Very often nowadays we see an article on the challenges of attracting and keeping the best talent in the current job market. A recent survey on the state of workforce by McKinsey has further highlighted the ongoing challenges facing organizations. Of the more than 5,800 respondents 40% of respondents said that they were at least “somewhat probable” to quit their current employer over the course of the next 3 to 6 months. In addition 36 percent of respondents who quit their employers did so without an offer of employment in hand.
Why do so many employees find themselves leaving their jobs, even with any new opportunities coming up? What can companies do to retain their workforce without losing their employees to competitors?
Table of Contents
Know employee’s needs
To retain their employees, businesses must recognize the reason(s) for workers opting to stay in the company or to leave. Employers must understand that workers leave for more than simply better pay. They desire to bring their real self to work, feel an uneasy feeling of belonging and feel valued for their contribution and feel connected to their coworkers
According to McKinsey among the main reasons for attrition during the pandemic are:
- Unappreciated by their manager
- Unappreciated by their company
- Inability to feel an identity in the workplace (which was more so for employees of non-whites or multiracial backgrounds)
People are looking for employment that makes them feel loved and appreciated. Inviting diversity and inclusion into your workplace that allows employees to do their best at work will enhance your capacity to attract and keep talented employees.
Are you interested in creating a strategy that promotes the inclusion and feeling of belonging to all employees?
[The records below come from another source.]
use std::fmt;

use rand::Rng;
use serde::{Deserialize, Serialize};

/// The fixed contest set. One animal is drawn per run and the guesser
/// never learns which.
#[derive(Debug, Clone, Copy, PartialEq, Eq, Serialize, Deserialize)]
#[serde(rename_all = "lowercase")]
pub enum Animal {
    Cat,
    Owl,
    Rabbit,
}

impl Animal {
    pub const ALL: &[Animal] = &[Animal::Cat, Animal::Owl, Animal::Rabbit];

    pub fn as_str(&self) -> &'static str {
        match self {
            Animal::Cat => "cat",
            Animal::Owl => "owl",
            Animal::Rabbit => "rabbit",
        }
    }

    pub fn display_name(&self) -> &'static str {
        match self {
            Animal::Cat => "Cat",
            Animal::Owl => "Owl",
            Animal::Rabbit => "Rabbit",
        }
    }

    pub fn from_str(s: &str) -> Option<Self> {
        match s {
            "cat" => Some(Animal::Cat),
            "owl" => Some(Animal::Owl),
            "rabbit" => Some(Animal::Rabbit),
            _ => None,
        }
    }

    /// Draw one animal uniformly at random from the contest set.
    pub fn pick<R: Rng + ?Sized>(rng: &mut R) -> Animal {
        Self::ALL[rng.gen_range(0..Self::ALL.len())]
    }
}

impl fmt::Display for Animal {
    fn fmt(&self, f: &mut fmt::Formatter<'_>) -> fmt::Result {
        f.write_str(self.as_str())
    }
}

#[cfg(test)]
mod tests {
    use super::*;

    #[test]
    fn round_trips_through_str() {
        for animal in Animal::ALL {
            assert_eq!(Animal::from_str(animal.as_str()), Some(*animal));
        }
        assert_eq!(Animal::from_str("dog"), None);
    }

    #[test]
    fn pick_is_roughly_uniform() {
        let mut rng = rand::thread_rng();
        let mut counts = [0usize; 3];
        let draws = 30_000;
        for _ in 0..draws {
            match Animal::pick(&mut rng) {
                Animal::Cat => counts[0] += 1,
                Animal::Owl => counts[1] += 1,
                Animal::Rabbit => counts[2] += 1,
            }
        }
        // Each animal should land well within sampling noise of draws/3.
        for count in counts {
            assert!(count > draws / 4, "count {count} too far below uniform");
            assert!(count < draws / 2, "count {count} too far above uniform");
        }
    }

    #[test]
    fn serializes_lowercase() {
        let json = serde_json::to_string(&Animal::Rabbit).unwrap();
        assert_eq!(json, "\"rabbit\"");
    }
}
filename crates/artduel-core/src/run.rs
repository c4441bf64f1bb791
use serde::{Deserialize, Serialize};

use crate::animal::Animal;
use crate::sanitize::guess_matches;
use crate::stage::Stage;

/// Everything observable about the current run. Owned by the workflow
/// controller; the rendering layer only ever sees cloned snapshots.
///
/// Fields from a failed or superseded run are never treated as valid:
/// entering a new run clears them, and any failure resets to `Idle`.
#[derive(Debug, Clone, Serialize, Deserialize)]
pub struct RunState {
    pub stage: Stage,
    pub animal: Option<Animal>,
    pub art: Option<String>,
    pub guess: Option<String>,
    pub elapsed_secs: Option<f64>,
    pub error: Option<String>,
}

impl RunState {
    pub fn new() -> Self {
        Self {
            stage: Stage::Idle,
            animal: None,
            art: None,
            guess: None,
            elapsed_secs: None,
            error: None,
        }
    }

    /// Clear all per-run fields and drop back to Idle.
    pub fn reset(&mut self) {
        *self = Self::new();
    }

    /// Whether the guess identified the animal. None until both sides of
    /// the comparison exist.
    pub fn matched(&self) -> Option<bool> {
        let animal = self.animal?;
        let guess = self.guess.as_deref()?;
        Some(guess_matches(animal.as_str(), guess))
    }
}

impl Default for RunState {
    fn default() -> Self {
        Self::new()
    }
}
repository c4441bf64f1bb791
use anyhow::{Context, Result};
use artduel_client::RelayClient;
use artduel_engine::{Competition, EngineConfig};
use clap::Parser;
use tracing::info;

#[derive(Parser)]
#[command(name = "artduel-run", about = "Run one generate-then-guess competition headlessly")]
struct Cli {
    /// Relay base URL
    #[arg(long, env = "ARTDUEL_RELAY_URL", default_value = "http://127.0.0.1:3701")]
    relay_url: String,

    #[command(flatten)]
    engine: EngineConfig,

    /// Print the run summary as JSON
    #[arg(long)]
    json: bool,
}

#[tokio::main]
async fn main() -> Result<()> {
    tracing_subscriber::fmt()
        .with_env_filter(
            tracing_subscriber::EnvFilter::try_from_default_env()
                .unwrap_or_else(|_| tracing_subscriber::EnvFilter::new("info")),
        )
        .init();

    let cli = Cli::parse();
    info!("relay: {}", cli.relay_url);

    let client = RelayClient::new(&cli.relay_url);
    client
        .health_check()
        .await
        .with_context(|| format!("relay not reachable at {}", cli.relay_url))?;

    let competition = Competition::new(client, cli.engine);
    let summary = competition.start().await?;

    if cli.json {
        println!("{}", serde_json::to_string_pretty(&summary)?);
    } else {
        println!("Animal:  {}", summary.animal);
        println!("\n{}\n", summary.art);
        println!("Guess:   {}", summary.guess);
        println!("Time:    {:.2}s", summary.elapsed_secs);
        println!(
            "Result:  {}",
            if summary.matched { "correct" } else { "incorrect" }
        );
    }

    Ok(())
}
pub mod config;
mod routes;
#[cfg(feature = "test-helpers")]
pub mod test_helpers;

use anyhow::Result;
use tokio::net::TcpListener;

pub use config::RelayConfig;
pub use routes::build_router;

pub async fn serve(listener: TcpListener, config: RelayConfig) -> Result<()> {
    let app = routes::build_router(config);
    axum::serve(listener, app).await?;
    Ok(())
}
Find out more about gender-based discrimination at work.
Get feedback and act on it
For executives and HR professionals corporate culture is typically top of the checklist of things that require constant improvement and refinement. Being able to understand the perception of employees within an organization requires not only time, but a lot of effort.
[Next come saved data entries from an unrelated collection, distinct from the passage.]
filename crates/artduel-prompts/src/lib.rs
//! Prompt assembly for the two competition phases.
//!
//! The generator prompt pins reference art for each contest animal so
//! the round stays winnable; the guesser prompt embeds the produced art
//! and demands a one-word answer.

pub mod art;
pub mod guess;
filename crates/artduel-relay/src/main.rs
use std::net::SocketAddr;

use anyhow::Result;
use artduel_relay::config::{self, RelayConfig};
use clap::Parser;
use tokio::net::TcpListener;
use tracing::info;

#[derive(Parser)]
#[command(name = "artduel-relay", about = "Credential-injecting relay for the art competition")]
struct Cli {
    /// Address to bind
    #[arg(long, env = "ARTDUEL_BIND", default_value = "0.0.0.0")]
    bind: String,

    /// Port to listen on
    #[arg(long, env = "ARTDUEL_PORT", default_value_t = 3701)]
    port: u16,

    /// Upstream chat-completions endpoint
    #[arg(long, env = "ARTDUEL_UPSTREAM_URL", default_value = config::DEFAULT_UPSTREAM_URL)]
    upstream_url: String,
}

#[tokio::main]
async fn main() -> Result<()> {
    tracing_subscriber::fmt()
        .with_env_filter(
            tracing_subscriber::EnvFilter::try_from_default_env()
                .unwrap_or_else(|_| tracing_subscriber::EnvFilter::new("info")),
        )
        .init();

    let cli = Cli::parse();
    let config = RelayConfig::from_env(&cli.upstream_url);

    // Presence only; the key itself must never reach the logs.
    if config.has_credential() {
        info!("upstream credential loaded from NVIDIA_API_KEY");
    } else {
        info!("no NVIDIA_API_KEY set, forwarding will fail with a local fault");
    }

    let addr = SocketAddr::new(cli.bind.parse()?, cli.port);
    let listener = TcpListener::bind(addr).await?;
    info!("artduel-relay listening on http://{addr}");

    artduel_relay::serve(listener, config).await?;
    Ok(())
}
Leaders must be able to listen and act. When surveys on employee engagement are carried out, the results are not always shared in a timely manner, and action plans aren’t created in a timely fashion. The employees are left to wonder, “Why should I even bother to share my thoughts?”
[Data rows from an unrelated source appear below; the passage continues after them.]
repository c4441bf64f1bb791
use async_trait::async_trait;
use reqwest::Client;
use serde_json::Value;

use crate::traits::{ChatService, ServiceError};
use crate::wire::ChatRequest;

/// Async HTTP implementation of `ChatService`.
/// Talks to a running artduel-relay, which injects the upstream
/// credential; this client never sees it.
pub struct RelayClient {
    base_url: String,
    client: Client,
}

impl RelayClient {
    pub fn new(base_url: &str) -> Self {
        Self {
            base_url: base_url.trim_end_matches('/').to_string(),
            client: Client::new(),
        }
    }

    /// Check if the relay is reachable. Used by the TUI's startup wait
    /// loop; not authenticated.
    pub async fn health_check(&self) -> Result<(), ServiceError> {
        let resp = self
            .client
            .get(format!("{}/api/health", self.base_url))
            .send()
            .await
            .map_err(|e| ServiceError::Internal(format!("connection failed: {e}")))?;
        if resp.status().is_success() {
            Ok(())
        } else {
            Err(ServiceError::Internal(format!(
                "health check failed: {}",
                resp.status()
            )))
        }
    }
}

#[async_trait]
impl ChatService for RelayClient {
    async fn complete(&self, req: &ChatRequest) -> Result<String, ServiceError> {
        let resp = self
            .client
            .post(format!("{}/api/nvidia", self.base_url))
            .json(req)
            .send()
            .await
            .map_err(|e| ServiceError::Internal(e.to_string()))?;

        let status = resp.status();
        let body = resp
            .text()
            .await
            .map_err(|e| ServiceError::Internal(format!("read body: {e}")))?;

        if !status.is_success() {
            return Err(ServiceError::Api {
                status: status.as_u16(),
                body,
            });
        }

        match content_from_body(&body) {
            Some(content) => Ok(content),
            None => Err(ServiceError::NoContent),
        }
    }
}

/// Pull the text content out of a 2xx response body.
///
/// The upstream's envelope shape varies between deployments, so the
/// known JSON paths are tried in priority order. A body that is not
/// JSON at all is used as raw text.
fn content_from_body(body: &str) -> Option<String> {
    let content = match serde_json::from_str::<Value>(body) {
        Ok(data) => extract_content(&data)?,
        Err(_) => body.to_string(),
    };
    let trimmed = content.trim();
    if trimmed.is_empty() {
        return None;
    }
    Some(trimmed.to_string())
}

/// Priority-ordered fallback chain over the possible content locations.
fn extract_content(data: &Value) -> Option<String> {
    const PATHS: &[&str] = &[
        "/choices/0/message/content",
        "/choices/0/text",
        "/output_text",
        "/message/content",
    ];
    PATHS
        .iter()
        .find_map(|path| {
            data.pointer(path)
                .and_then(Value::as_str)
                .filter(|s| !s.trim().is_empty())
        })
        .map(String::from)
}
use clap::Args;

pub const DEFAULT_MODEL: &str = "nvidia/llama-3.3-nemotron-super-49b-v1.5";

/// Models and sampling parameters for the two competition phases.
#[derive(Debug, Clone, Args)]
pub struct EngineConfig {
    /// Model that draws the ASCII art
    #[arg(long, env = "ARTDUEL_GENERATOR_MODEL", default_value = DEFAULT_MODEL)]
    pub generator_model: String,

    /// Model that guesses the animal
    #[arg(long, env = "ARTDUEL_GUESSER_MODEL", default_value = DEFAULT_MODEL)]
    pub guesser_model: String,

    /// Sampling temperature for both calls
    #[arg(long, default_value_t = 0.7)]
    pub temperature: f64,

    /// Completion token cap for both calls
    #[arg(long, default_value_t = 1024)]
    pub max_tokens: u32,
}

impl Default for EngineConfig {
    fn default() -> Self {
        Self {
            generator_model: DEFAULT_MODEL.into(),
            guesser_model: DEFAULT_MODEL.into(),
            temperature: 0.7,
            max_tokens: 1024,
        }
    }
}
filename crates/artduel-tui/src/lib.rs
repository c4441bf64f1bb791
pub mod app;

pub use app::App;
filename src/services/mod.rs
//! Scheduling services: engine, registries, the lifecycle facade and the sweep.

pub mod lifecycle_schedule_service;
pub mod scheduler_engine;
pub mod sweep;
pub mod task_handle;
pub mod task_registry;

pub use lifecycle_schedule_service::LifecycleScheduleService;
pub use scheduler_engine::SchedulerEngine;
pub use sweep::{RegistrySweep, SweepHandle, SweepReport, SweepStatus, SweepTask};
pub use task_handle::ScheduledTaskHandle;
pub use task_registry::{HandleSet, SchedulerState, TaskRegistry};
If your company has conducted an Employee Engagement Survey, make sure to communicate in a clear manner positive feedback and opportunities to improve with your employees. Once you have shared this information, develop action plans based on the results. Managers should actively participate in the sharing of the results of surveys and action planning, because this isn’t strictly an HR-related initiative. Rather, it’s a leadership initiative.
It is crucial that leaders meet with their teams and develop plans for action that can be implemented soon and preferably by the end of 90 days. Encourage employees to think of issues that fall within their control, for example, changing the structure of team meetings or taking part in an DEI webinar and seeking ways to be involved in the community. By taking action, employees are able to communicate that their input is valued.
Are you having issues with employee engagement when working from home? Take a look at these innovative ways to keep your employees engaged while working remotely.
Throughout the outbreak that struck, millions of companies changed to a remote working model. While some businesses remain completely remote, others have shifted towards a hybrid system or have even started a massive initiative to bring employees back to work.
Although there are certain advantages to working in person Employers must remember the fact that employees in many cases have experienced the advantages of remote work and are keen to be able to work remotely for a minimum all the time. According to a study by McKinsey in the year 2000, 87 percent of employees who took on an offer to work in different cities were not required to relocate , and were permitted the option of working remotely. This is an obvious sign that the employment and recruitment market is evolving to be more responsive to candidates who are looking for a job and their needs.
A lot of employees have reported that they’re more productive working remotely, and have come to appreciate the improved time-to-work balance. If they have youngsters, elderly parents or pet squirrels, Work-from-home arrangements allow employees to better manage their personal and professional obligations.
In analyzing McKinsey’s survey findings that revealed many employees felt unappreciated and not valued in their jobs. The ability to let employees provide their feedback regarding return-to-office strategies can build buy-in and can provide valuable data that your business may not have considered initially. Instead of taking rash decisions that may be disastrous, it is beneficial to your company to involve your employees and get their input regarding return-to-office planning.
The past 18 months have witnessed a period of remarkable shifts in the workplace. Since then it has been a time when many employees have reviewed their priorities in terms of personal and professional. The road-tripper has begun to cherish time with their families, while two hours of commutes are replaced with workout routines and family dinners.
The ability to gain a deeper understanding of what is most important to your employees is no longer just a “nice to be able to.” Instead, it has become a necessity for organizations to retain and attract top-performing talent. Businesses that invest the time to know their employees will enjoy an advantage in strategic terms over their rivals. If they do not? They could miss out on the top-quality workforce that they need to flourish after the pandemic.